# AIM OF THE TASK
Every entry should be reproduced word for word.
START ENTRIES SHOWN
//! PostgreSQL pool settings for the session store.

use serde::Deserialize;
use sqlx::postgres::PgPoolOptions;
use std::time::Duration;

use super::error::ValidationError;

/// Largest pool this service will open.
const MAX_POOL_SIZE: u32 = 100;

/// Session store connection settings.
#[derive(Debug, Clone, Deserialize)]
pub struct DatabaseConfig {
    /// `postgres://` or `postgresql://` URL. Required.
    pub url: String,

    #[serde(default = "default_min_connections")]
    pub min_connections: u32,

    #[serde(default = "default_max_connections")]
    pub max_connections: u32,

    /// Seconds to wait for a free connection before a store call fails.
    #[serde(default = "default_acquire_timeout")]
    pub acquire_timeout_secs: u64,

    /// Seconds an idle connection is kept; 0 keeps it forever.
    #[serde(default = "default_idle_timeout")]
    pub idle_timeout_secs: u64,

    /// Apply `migrations/` before serving.
    #[serde(default)]
    pub run_migrations: bool,
}

impl DatabaseConfig {
    pub fn acquire_timeout(&self) -> Duration {
        Duration::from_secs(self.acquire_timeout_secs)
    }

    pub fn idle_timeout(&self) -> Option<Duration> {
        (self.idle_timeout_secs > 0).then(|| Duration::from_secs(self.idle_timeout_secs))
    }

    /// Pool builder carrying these settings. The caller connects it.
    pub fn pool_options(&self) -> PgPoolOptions {
        PgPoolOptions::new()
            .min_connections(self.min_connections)
            .max_connections(self.max_connections)
            .acquire_timeout(self.acquire_timeout())
            .idle_timeout(self.idle_timeout())
    }

    /// Each queue worker holds a connection for the length of one update
    /// transaction, and the HTTP side needs at least one more.
    pub fn ensure_capacity_for(&self, workers: usize) -> Result<(), ValidationError> {
        if (self.max_connections as usize) <= workers {
            return Err(ValidationError::PoolTooSmallForWorkers);
        }
        Ok(())
    }

    pub fn validate(&self) -> Result<(), ValidationError> {
        if self.url.trim().is_empty() {
            return Err(ValidationError::MissingRequired("database.url"));
        }
        if !(self.url.starts_with("postgres://") || self.url.starts_with("postgresql://")) {
            return Err(ValidationError::InvalidDatabaseUrl);
        }
        if self.max_connections == 0 || self.min_connections > self.max_connections {
            return Err(ValidationError::InvalidPoolSize);
        }
        if self.max_connections > MAX_POOL_SIZE {
            return Err(ValidationError::PoolSizeTooLarge);
        }
        Ok(())
    }
}

impl Default for DatabaseConfig {
    fn default() -> Self {
        Self {
            url: String::new(),
            min_connections: default_min_connections(),
            max_connections: default_max_connections(),
            acquire_timeout_secs: default_acquire_timeout(),
            idle_timeout_secs: default_idle_timeout(),
            run_migrations: false,
        }
    }
}

fn default_min_connections() -> u32 {
    1
}

fn default_max_connections() -> u32 {
    10
}

fn default_acquire_timeout() -> u64 {
    5
}

fn default_idle_timeout() -> u64 {
    300
}

#[cfg(test)]
mod tests {
    use super::*;

    fn with_url(url: &str) -> DatabaseConfig {
        DatabaseConfig {
            url: url.to_string(),
            ..Default::default()
        }
    }

    #[test]
    fn both_postgres_schemes_are_accepted() {
        assert!(with_url("postgres://localhost/agent").validate().is_ok());
        assert!(with_url("postgresql://u:p@db:5432/agent").validate().is_ok());
    }

    #[test]
    fn empty_or_foreign_url_is_rejected() {
        assert!(matches!(
            with_url("  ").validate(),
            Err(ValidationError::MissingRequired(_))
        ));
        assert!(matches!(
            with_url("redis://localhost").validate(),
            Err(ValidationError::InvalidDatabaseUrl)
        ));
    }

    #[test]
    fn pool_bounds_are_checked() {
        let inverted = DatabaseConfig {
            min_connections: 8,
            max_connections: 4,
            ..with_url("postgres://localhost/agent")
        };
        assert!(matches!(inverted.validate(), Err(ValidationError::InvalidPoolSize)));

        let empty = DatabaseConfig {
            min_connections: 0,
            max_connections: 0,
            ..with_url("postgres://localhost/agent")
        };
        assert!(matches!(empty.validate(), Err(ValidationError::InvalidPoolSize)));

        let huge = DatabaseConfig {
            max_connections: MAX_POOL_SIZE + 1,
            ..with_url("postgres://localhost/agent")
        };
        assert!(matches!(huge.validate(), Err(ValidationError::PoolSizeTooLarge)));
    }

    #[test]
    fn zero_idle_timeout_disables_reaping() {
        let config = DatabaseConfig {
            idle_timeout_secs: 0,
            ..Default::default()
        };
        assert_eq!(config.idle_timeout(), None);
        assert_eq!(
            DatabaseConfig::default().idle_timeout(),
            Some(Duration::from_secs(300))
        );
    }

    #[test]
    fn pool_must_outnumber_queue_workers() {
        let config = DatabaseConfig {
            max_connections: 4,
            ..Default::default()
        };
        assert!(config.ensure_capacity_for(3).is_ok());
        assert!(matches!(
            config.ensure_capacity_for(4),
            Err(ValidationError::PoolTooSmallForWorkers)
        ));
    }
}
END ENTRIES SHOWN
# ANSWER FOR THIS EXERCISE
//! PostgreSQL pool settings for the session store.

use serde::Deserialize;
use sqlx::postgres::PgPoolOptions;
use std::time::Duration;

use super::error::ValidationError;

/// Largest pool this service will open.
const MAX_POOL_SIZE: u32 = 100;

/// Session store connection settings.
#[derive(Debug, Clone, Deserialize)]
pub struct DatabaseConfig {
    /// `postgres://` or `postgresql://` URL. Required.
    pub url: String,

    #[serde(default = "default_min_connections")]
    pub min_connections: u32,

    #[serde(default = "default_max_connections")]
    pub max_connections: u32,

    /// Seconds to wait for a free connection before a store call fails.
    #[serde(default = "default_acquire_timeout")]
    pub acquire_timeout_secs: u64,

    /// Seconds an idle connection is kept; 0 keeps it forever.
    #[serde(default = "default_idle_timeout")]
    pub idle_timeout_secs: u64,

    /// Apply `migrations/` before serving.
    #[serde(default)]
    pub run_migrations: bool,
}

impl DatabaseConfig {
    pub fn acquire_timeout(&self) -> Duration {
        Duration::from_secs(self.acquire_timeout_secs)
    }

    pub fn idle_timeout(&self) -> Option<Duration> {
        (self.idle_timeout_secs > 0).then(|| Duration::from_secs(self.idle_timeout_secs))
    }

    /// Pool builder carrying these settings. The caller connects it.
    pub fn pool_options(&self) -> PgPoolOptions {
        PgPoolOptions::new()
            .min_connections(self.min_connections)
            .max_connections(self.max_connections)
            .acquire_timeout(self.acquire_timeout())
            .idle_timeout(self.idle_timeout())
    }

    /// Each queue worker holds a connection for the length of one update
    /// transaction, and the HTTP side needs at least one more.
    pub fn ensure_capacity_for(&self, workers: usize) -> Result<(), ValidationError> {
        if (self.max_connections as usize) <= workers {
            return Err(ValidationError::PoolTooSmallForWorkers);
        }
        Ok(())
    }

    pub fn validate(&self) -> Result<(), ValidationError> {
        if self.url.trim().is_empty() {
            return Err(ValidationError::MissingRequired("database.url"));
        }
        if !(self.url.starts_with("postgres://") || self.url.starts_with("postgresql://")) {
            return Err(ValidationError::InvalidDatabaseUrl);
        }
        if self.max_connections == 0 || self.min_connections > self.max_connections {
            return Err(ValidationError::InvalidPoolSize);
        }
        if self.max_connections > MAX_POOL_SIZE {
            return Err(ValidationError::PoolSizeTooLarge);
        }
        Ok(())
    }
}

impl Default for DatabaseConfig {
    fn default() -> Self {
        Self {
            url: String::new(),
            min_connections: default_min_connections(),
            max_connections: default_max_connections(),
            acquire_timeout_secs: default_acquire_timeout(),
            idle_timeout_secs: default_idle_timeout(),
            run_migrations: false,
        }
    }
}

fn default_min_connections() -> u32 {
    1
}

fn default_max_connections() -> u32 {
    10
}

fn default_acquire_timeout() -> u64 {
    5
}

fn default_idle_timeout() -> u64 {
    300
}

#[cfg(test)]
mod tests {
    use super::*;

    fn with_url(url: &str) -> DatabaseConfig {
        DatabaseConfig {
            url: url.to_string(),
            ..Default::default()
        }
    }

    #[test]
    fn both_postgres_schemes_are_accepted() {
        assert!(with_url("postgres://localhost/agent").validate().is_ok());
        assert!(with_url("postgresql://u:p@db:5432/agent").validate().is_ok());
    }

    #[test]
    fn empty_or_foreign_url_is_rejected() {
        assert!(matches!(
            with_url("  ").validate(),
            Err(ValidationError::MissingRequired(_))
        ));
        assert!(matches!(
            with_url("redis://localhost").validate(),
            Err(ValidationError::InvalidDatabaseUrl)
        ));
    }

    #[test]
    fn pool_bounds_are_checked() {
        let inverted = DatabaseConfig {
            min_connections: 8,
            max_connections: 4,
            ..with_url("postgres://localhost/agent")
        };
        assert!(matches!(inverted.validate(), Err(ValidationError::InvalidPoolSize)));

        let empty = DatabaseConfig {
            min_connections: 0,
            max_connections: 0,
            ..with_url("postgres://localhost/agent")
        };
        assert!(matches!(empty.validate(), Err(ValidationError::InvalidPoolSize)));

        let huge = DatabaseConfig {
            max_connections: MAX_POOL_SIZE + 1,
            ..with_url("postgres://localhost/agent")
        };
        assert!(matches!(huge.validate(), Err(ValidationError::PoolSizeTooLarge)));
    }

    #[test]
    fn zero_idle_timeout_disables_reaping() {
        let config = DatabaseConfig {
            idle_timeout_secs: 0,
            ..Default::default()
        };
        assert_eq!(config.idle_timeout(), None);
        assert_eq!(
            DatabaseConfig::default().idle_timeout(),
            Some(Duration::from_secs(300))
        );
    }

    #[test]
    fn pool_must_outnumber_queue_workers() {
        let config = DatabaseConfig {
            max_connections: 4,
            ..Default::default()
        };
        assert!(config.ensure_capacity_for(3).is_ok());
        assert!(matches!(
            config.ensure_capacity_for(4),
            Err(ValidationError::PoolTooSmallForWorkers)
        ));
    }
}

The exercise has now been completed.